Segundo PHA, “é possível e quase provável que a Casa Grande descubra que o Temer não vai entregar a mercadoria. Que ele não tem força suficiente para fazer o que a Casa Grande quer. Aí, a Casa Grande é capaz de dizer para o Gilmar Mendes condenar o Temer na Justiça Eleitoral e, em 2017, com sua condenação o Congresso elege de forma indireta um Presidente da República, que pode ser um Fernando Henrique Cardoso.”.
E eis que na última quarta-feira, dia 12, a convite de Temer, ocorreu o grande encontro entre ele, Gilmar Mendes (presidente do TSE), FHC e Geddel Vieira Lima (Secretaria de Governo). Segundo Geddel, o encontro tratou apenas de amenidades.
Natural que o clima do encontro tenha sido amistoso. Mas, ao que tudo indica, o presidente percebendo o risco antecipou-se e tratou de afagar o guru dos tucanos e o seu fiel escudeiro, Gilmar Mendes.
Segundo a grande mídia, FHC elogiou a aprovação da emenda que limita os gastos públicos pela Câmara dos Deputados e confirmou o empenho do PSDB em aprovar a PEC no Senado Federal. FHC também confirmou a reação positiva do mercado em relação a aprovação.
Nenhuma novidade. A diminuição do Estado beneficia exclusivamente o setor privado e isso era tudo que o mercado queria e foi exatamente o que FHC fez enquanto presidente: acelerou o desmonte das estatais para vendê-la a preço de banana e ganhou apoio das grandes corporações.
O mercado e os tucanos podem até estar gostando do trabalho que servirá como uma preparação de terreno para 2018, mas se a missão não for realizada com todo o seu repertório de maldades, Temer pode perder o emprego.

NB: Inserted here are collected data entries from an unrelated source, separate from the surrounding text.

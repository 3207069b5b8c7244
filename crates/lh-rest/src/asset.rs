//! Asset models and upload inputs.

use base64::prelude::{Engine, BASE64_STANDARD};
use serde::{Deserialize, Serialize};
use serde_json::{json, Value};

/// An uploaded file known to the instance.
#[derive(Debug, Clone, Serialize, Deserialize)]
#[serde(rename_all = "camelCase")]
pub struct Asset {
    pub id: String,
    #[serde(default, skip_serializing_if = "Option::is_none")]
    pub filename: Option<String>,
    #[serde(default, skip_serializing_if = "Option::is_none")]
    pub mime_type: Option<String>,
    #[serde(default, skip_serializing_if = "Option::is_none")]
    pub size: Option<u64>,
    #[serde(default, skip_serializing_if = "Option::is_none")]
    pub url: Option<String>,
    #[serde(default, skip_serializing_if = "Option::is_none")]
    pub asset_type: Option<String>,
    #[serde(default, skip_serializing_if = "Option::is_none")]
    pub created_at: Option<String>,
}

/// Payload for uploading an asset, either from raw bytes or by pointing the
/// server at a source URL to ingest.
#[derive(Debug, Clone)]
pub enum UploadAsset {
    Bytes {
        file_name: String,
        content_type: String,
        data: Vec<u8>,
    },
    Url {
        url: String,
        file_name: Option<String>,
    },
}

impl UploadAsset {
    /// Upload raw file bytes.
    pub fn from_bytes(
        file_name: impl Into<String>,
        content_type: impl Into<String>,
        data: impl Into<Vec<u8>>,
    ) -> Self {
        Self::Bytes {
            file_name: file_name.into(),
            content_type: content_type.into(),
            data: data.into(),
        }
    }

    /// Ask the server to ingest the file behind a URL.
    pub fn from_url(url: impl Into<String>) -> Self {
        Self::Url {
            url: url.into(),
            file_name: None,
        }
    }

    /// Override the stored file name for a URL ingestion.
    pub fn with_file_name(self, name: impl Into<String>) -> Self {
        match self {
            Self::Url { url, .. } => Self::Url {
                url,
                file_name: Some(name.into()),
            },
            Self::Bytes {
                content_type, data, ..
            } => Self::Bytes {
                file_name: name.into(),
                content_type,
                data,
            },
        }
    }

    /// Wire form of the upload request. File bytes travel base64-encoded.
    pub(crate) fn to_body(&self) -> Value {
        match self {
            Self::Bytes {
                file_name,
                content_type,
                data,
            } => json!({
                "fileName": file_name,
                "contentType": content_type,
                "data": BASE64_STANDARD.encode(data),
            }),
            Self::Url { url, file_name } => match file_name {
                Some(name) => json!({"url": url, "fileName": name}),
                None => json!({"url": url}),
            },
        }
    }
}
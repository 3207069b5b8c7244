//! Highlight operations.

use linkhaven_client::ApiRequest;
use tracing::instrument;

use super::{page, Page};
use crate::error::Result;
use crate::highlight::{CreateHighlight, Highlight, UpdateHighlight};
use crate::validate;

impl super::RestClient {
    /// List all highlights.
    #[instrument(skip(self))]
    pub async fn list_highlights(&self) -> Result<Page<Highlight>> {
        page(self.inner().request(ApiRequest::get("highlights")).await?)
    }

    /// Fetch a single highlight.
    #[instrument(skip(self))]
    pub async fn get_highlight(&self, highlight_id: &str) -> Result<Highlight> {
        validate::require_non_blank("highlightId", highlight_id)?;
        let response = self
            .inner()
            .request(ApiRequest::get(format!("highlights/{highlight_id}")))
            .await?;
        Ok(response.into_typed()?)
    }

    /// Create a highlight on a bookmark's content.
    #[instrument(skip_all, fields(bookmark_id = %input.bookmark_id))]
    pub async fn create_highlight(&self, input: CreateHighlight) -> Result<Highlight> {
        validate::require_non_blank("bookmarkId", &input.bookmark_id)?;
        validate::require_non_blank("text", &input.text)?;
        validate::validate_offsets(input.start_offset, input.end_offset)?;
        if let Some(note) = &input.note {
            validate::check_len("note", note, validate::MAX_HIGHLIGHT_NOTE_LEN)?;
        }

        let response = self
            .inner()
            .request(ApiRequest::post("highlights").json(&input)?)
            .await?;
        Ok(response.into_typed()?)
    }

    /// Update an existing highlight. Only set fields change.
    #[instrument(skip(self, update))]
    pub async fn update_highlight(
        &self,
        highlight_id: &str,
        update: &UpdateHighlight,
    ) -> Result<Highlight> {
        validate::require_non_blank("highlightId", highlight_id)?;
        if let (Some(start), Some(end)) = (update.start_offset, update.end_offset) {
            validate::validate_offsets(start, end)?;
        }
        if let Some(note) = &update.note {
            validate::check_len("note", note, validate::MAX_HIGHLIGHT_NOTE_LEN)?;
        }

        let response = self
            .inner()
            .request(ApiRequest::patch(format!("highlights/{highlight_id}")).json(update)?)
            .await?;
        Ok(response.into_typed()?)
    }

    /// Delete a highlight.
    #[instrument(skip(self))]
    pub async fn delete_highlight(&self, highlight_id: &str) -> Result<()> {
        validate::require_non_blank("highlightId", highlight_id)?;
        self.inner()
            .request(ApiRequest::delete(format!("highlights/{highlight_id}")))
            .await?;
        Ok(())
    }
}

E para não perder, ele tem apostado todas as fichas, acalmando os líderes de um lado e dando banquete do outro.
Vale tudo para satisfazer os interesses do mercado, da elite empresarial e dos parceiros políticos desses grupos, o PSDB. Seja com almoço de cardápio impecável, para 400 convidados discutirem os cortes nos gastos públicos seja com encontros descontraídos e amigáveis.
O aviltamento político é progressivo e descarado. Pensa-se em tudo, menos no povo e na soberania nacional.
Vamos ver até quando vai essa fúnebre resignação.